Machine learning has been shown to be an effective tool for predicting sepsis-associated acute kidney injury deaths, which has important implications for enhancing risk assessment and clinical decision-making to improve sepsis patient care. It is also eagerly anticipated that future research efforts will incorporate larger sample sizes and multi-centre studies to more intensively examine the external validation of these models in different patient populations, allowing for a more in-depth exploration of sepsis-associated acute kidney injury in terms of accurate diagnostic efficacy across a diverse range of model and predictor types.
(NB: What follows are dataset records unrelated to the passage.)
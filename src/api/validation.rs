//! Validation functions
//!
//! Both entry points return the complete diagnostic list for the document;
//! the host replaces its previous list wholesale.

use wasm_bindgen::prelude::*;

use super::helpers::{deserialize, serialize};
use crate::diagnostics;
use crate::parse::HostTree;

/// Validate using the built-in line scanner
#[wasm_bindgen(js_name = validateDocument)]
pub fn validate_document_js(text: &str) -> Result<JsValue, JsValue> {
    let marks = diagnostics::validate_document(text);
    serialize(&marks, "Failed to serialize diagnostics")
}

/// Validate using the host parser's tree (node array or nested root)
#[wasm_bindgen(js_name = validateTree)]
pub fn validate_tree_js(tree_js: JsValue, text: &str) -> Result<JsValue, JsValue> {
    let tree: HostTree = deserialize(tree_js, "Failed to deserialize syntax tree")?;
    let marks = diagnostics::validate(&tree, text);
    if !marks.is_empty() {
        crate::wasm_log!("validateTree: {} diagnostics", marks.len());
    }
    serialize(&marks, "Failed to serialize diagnostics")
}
This study was registered with PROSPERO (CRD42024569420).
预测脓毒症相关急性肾损伤的死亡率有助于早期基于数据的治疗决策。在越来越多的研究中,机器学习正在用于预测脓毒症相关急性肾损伤(S-AKI)的死亡率。因此,我们进行了这项系统评价和荟萃分析,以研究机器学习对脓毒症性急性肾损伤患者死亡率的预测价值。
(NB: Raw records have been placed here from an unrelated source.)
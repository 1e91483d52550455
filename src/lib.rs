//! ABC Authoring Assistant WASM Module
//!
//! Analysis engine behind an ABC notation editor: cursor context (key,
//! measure, meter), measure duration and bar fill, diatonic chord-button
//! tokens, and document diagnostics. Pure functions over the document text;
//! the `api` module is the thin `wasm-bindgen` layer on top.

pub mod api;
pub mod diagnostics;
pub mod error;
pub mod harmony;
pub mod models;
pub mod parse;
pub mod structure;
pub mod text;

// Re-export commonly used types
pub use diagnostics::{validate, validate_document, Diagnostic, DiagnosticSeverity};
pub use error::{AnalysisError, Result};
pub use harmony::{ChordRequest, ChordSpec, CompositionMode, Extension, Scale};
pub use models::{ChordBarState, Key, Mode, Tonic};
pub use structure::{analyze_cursor, resolve_context, CursorAnalysis, MusicalContext};
pub use text::{TextReplacement, TextSpan};

use wasm_bindgen::prelude::*;

// This is like the `main` function, but for WASM modules.
#[wasm_bindgen(start)]
pub fn main() {
    #[cfg(feature = "console_error_panic_hook")]
    console_error_panic_hook::set_once();

    #[cfg(feature = "console_log")]
    if console_log::init_with_level(log::Level::Debug).is_err() {
        crate::wasm_warn!("Logger was already initialized");
    }

    log::info!("ABC authoring assistant WASM module initialized");
}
检索截至2024年7月20日的PubMed、Web of Science、Cochrane图书馆和Embase数据库。并通过手工检索研究参考文献和综述文章进行补充。使用STATA 14.0软件进行数据分析。使用预测模型偏倚风险评估工具评估预测模型中的偏倚风险。
共纳入8项研究,共使用了53个预测模型和17种机器学习算法。采用随机效应模型进行荟萃分析,结果显示训练集中的总体C指数为0.81(95%CI:0.78-0.84),敏感性为0.39(0.32-0.47),特异性为0.92(95%CI:0.89-0.95)。验证集中的总体C指数为0.73(95%CI:0.71-0.74),敏感性为0.54(95%CI:0.48-0.60),特异性为0.90(95%CI:0.88-0.91)。结果表明,机器学习算法在预测脓毒症相关急性肾损伤死亡方面具有良好的性能。
机器学习已被证明是预测脓毒症相关急性肾损伤死亡的有效工具,这对于加强风险评估和临床决策以改善脓毒症患者护理具有重要意义。同样迫切期待未来的研究工作将纳入更大的样本量和多中心研究,以更深入地检验这些模型在不同患者群体中的外部验证情况,从而能够在更广泛的模型和预测因子类型范围内,就准确诊断效能方面对脓毒症相关急性肾损伤进行更深入的探索。
本研究已在PROSPERO(CRD42024569420)注册。